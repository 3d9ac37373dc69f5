//! Kiln CLI: argument parsing and report rendering for the `kiln` binary.
//!
//! `kiln build` runs the incremental pipeline against the Emscripten
//! toolchain; `kiln clean` removes the build directory.

use std::fmt::Write as _;
use std::path::PathBuf;

use clap::{Args, Parser, Subcommand, ValueEnum};
use kiln_engine::{
    clean, BuildLayout, BuildMode, BuildPipeline, BuildReport, BuildResult, CompileReport,
    EmscriptenToolchain, EngineConfig, FlagsFile, ToolchainFlags,
};

/// Incremental WebAssembly sketch builds.
#[derive(Parser, Debug)]
#[command(name = "kiln", version, about = "Incremental WebAssembly sketch builder")]
pub struct Cli {
    /// Show every rebuild decision.
    #[arg(short, long, global = true, conflicts_with = "quiet")]
    pub verbose: bool,

    /// Only show warnings and errors.
    #[arg(short, long, global = true)]
    pub quiet: bool,

    #[command(subcommand)]
    pub command: Command,
}

#[derive(Subcommand, Debug)]
pub enum Command {
    /// Build the library and sketch into `out/sketch.js` + `out/sketch.wasm`.
    Build(BuildArgs),
    /// Remove the build directory.
    Clean(CleanArgs),
}

#[derive(Args, Debug)]
pub struct BuildArgs {
    /// Library source directory.
    #[arg(long, default_value = "src")]
    pub library: PathBuf,

    /// Sketch source directory.
    #[arg(long, default_value = "sketch")]
    pub sketch: PathBuf,

    #[arg(long, default_value = "build")]
    pub build_dir: PathBuf,

    /// Header to precompile.
    #[arg(long)]
    pub pch: Option<PathBuf>,

    /// TOML flags file with `[common]` and per-mode tables.
    #[arg(long)]
    pub flags_file: Option<PathBuf>,

    #[arg(short, long, value_enum, default_value_t = ModeArg::Quick)]
    pub mode: ModeArg,

    /// Rebuild every stage regardless of freshness.
    #[arg(short, long)]
    pub force: bool,

    /// Remove the build directory before building.
    #[arg(long)]
    pub clean: bool,

    /// Parallel compile jobs (0 = host parallelism).
    #[arg(short, long, default_value_t = 0)]
    pub jobs: usize,

    /// Split library sources into this many unity chunks (0 = disabled).
    #[arg(long, default_value_t = 0)]
    pub unity_chunks: usize,

    /// C++ compiler driver.
    #[arg(long, default_value = "em++")]
    pub cxx: PathBuf,

    /// Archiver.
    #[arg(long, default_value = "emar")]
    pub ar: PathBuf,
}

#[derive(Args, Debug)]
pub struct CleanArgs {
    #[arg(long, default_value = "build")]
    pub build_dir: PathBuf,
}

#[derive(Clone, Copy, Debug, PartialEq, Eq, ValueEnum)]
pub enum ModeArg {
    Debug,
    Quick,
    Release,
}

impl From<ModeArg> for BuildMode {
    fn from(mode: ModeArg) -> Self {
        match mode {
            ModeArg::Debug => BuildMode::Debug,
            ModeArg::Quick => BuildMode::Quick,
            ModeArg::Release => BuildMode::Release,
        }
    }
}

impl Cli {
    /// Default tracing filter for the chosen verbosity; `RUST_LOG` overrides it.
    pub fn log_directive(&self) -> &'static str {
        if self.verbose {
            "kiln_engine=debug,kilnc=debug"
        } else if self.quiet {
            "warn"
        } else {
            "kiln_engine=info,kilnc=info"
        }
    }
}

impl BuildArgs {
    pub fn engine_config(&self) -> EngineConfig {
        let mut config = EngineConfig::new(&self.library, &self.sketch, &self.build_dir)
            .with_mode(self.mode.into())
            .with_force(self.force)
            .with_jobs(self.jobs)
            .with_unity_chunks(self.unity_chunks);
        if let Some(header) = &self.pch {
            config = config.with_pch_header(header);
        }
        config
    }

    fn flags_file(&self) -> BuildResult<FlagsFile> {
        match &self.flags_file {
            Some(path) => FlagsFile::load(path),
            None => Ok(FlagsFile::default()),
        }
    }
}

/// Run one CLI invocation, printing the summary to stdout.
pub fn run(cli: &Cli) -> BuildResult<()> {
    match &cli.command {
        Command::Build(args) => {
            let report = build(args)?;
            if !cli.quiet {
                print!("{}", render_report(&report));
            }
            Ok(())
        }
        Command::Clean(args) => clean(&BuildLayout::new(&args.build_dir)),
    }
}

pub fn build(args: &BuildArgs) -> BuildResult<BuildReport> {
    let config = args.engine_config();
    if args.clean {
        clean(&config.layout)?;
    }
    let toolchain = EmscriptenToolchain::new()
        .with_compiler(&args.cxx)
        .with_archiver(&args.ar);
    let flags = ToolchainFlags::new(args.flags_file()?, &toolchain);
    tracing::debug!(?config, "starting build");
    BuildPipeline::new(&config, &toolchain, &flags).run()
}

/// Per-stage timings followed by unit counts.
pub fn render_report(report: &BuildReport) -> String {
    let mut out = String::new();
    for timing in &report.timings {
        let _ = writeln!(out, "  {:<24} {:>8.2?}", timing.stage.to_string(), timing.duration);
    }
    let _ = writeln!(out, "library: {}", render_counts(&report.library));
    let _ = writeln!(out, "sketch:  {}", render_counts(&report.sketch));
    if let Some(link) = &report.link {
        let state = match &link.reason {
            Some(reason) => format!("linked ({reason})"),
            None => "up to date".to_string(),
        };
        let _ = writeln!(out, "output:  {} {state}", link.output.display());
    }
    let _ = writeln!(
        out,
        "{} compiled, {} up to date, {} total in {:.2?}",
        report.compiled_count(),
        report.up_to_date_count(),
        report.total_units(),
        report.duration
    );
    out
}

fn render_counts(report: &CompileReport) -> String {
    let mut line = format!(
        "{} compiled, {} up to date, {} total",
        report.compiled.len(),
        report.up_to_date.len(),
        report.total()
    );
    if report.fast_path {
        line.push_str(" (fast path)");
    }
    line
}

──────────────────────────────

If a line in the records contains the word "WebAssembly", copy it out.

● **Result for this exercise**
/// Incremental WebAssembly sketch builds.
#[command(name = "kiln", version, about = "Incremental WebAssembly sketch builder")]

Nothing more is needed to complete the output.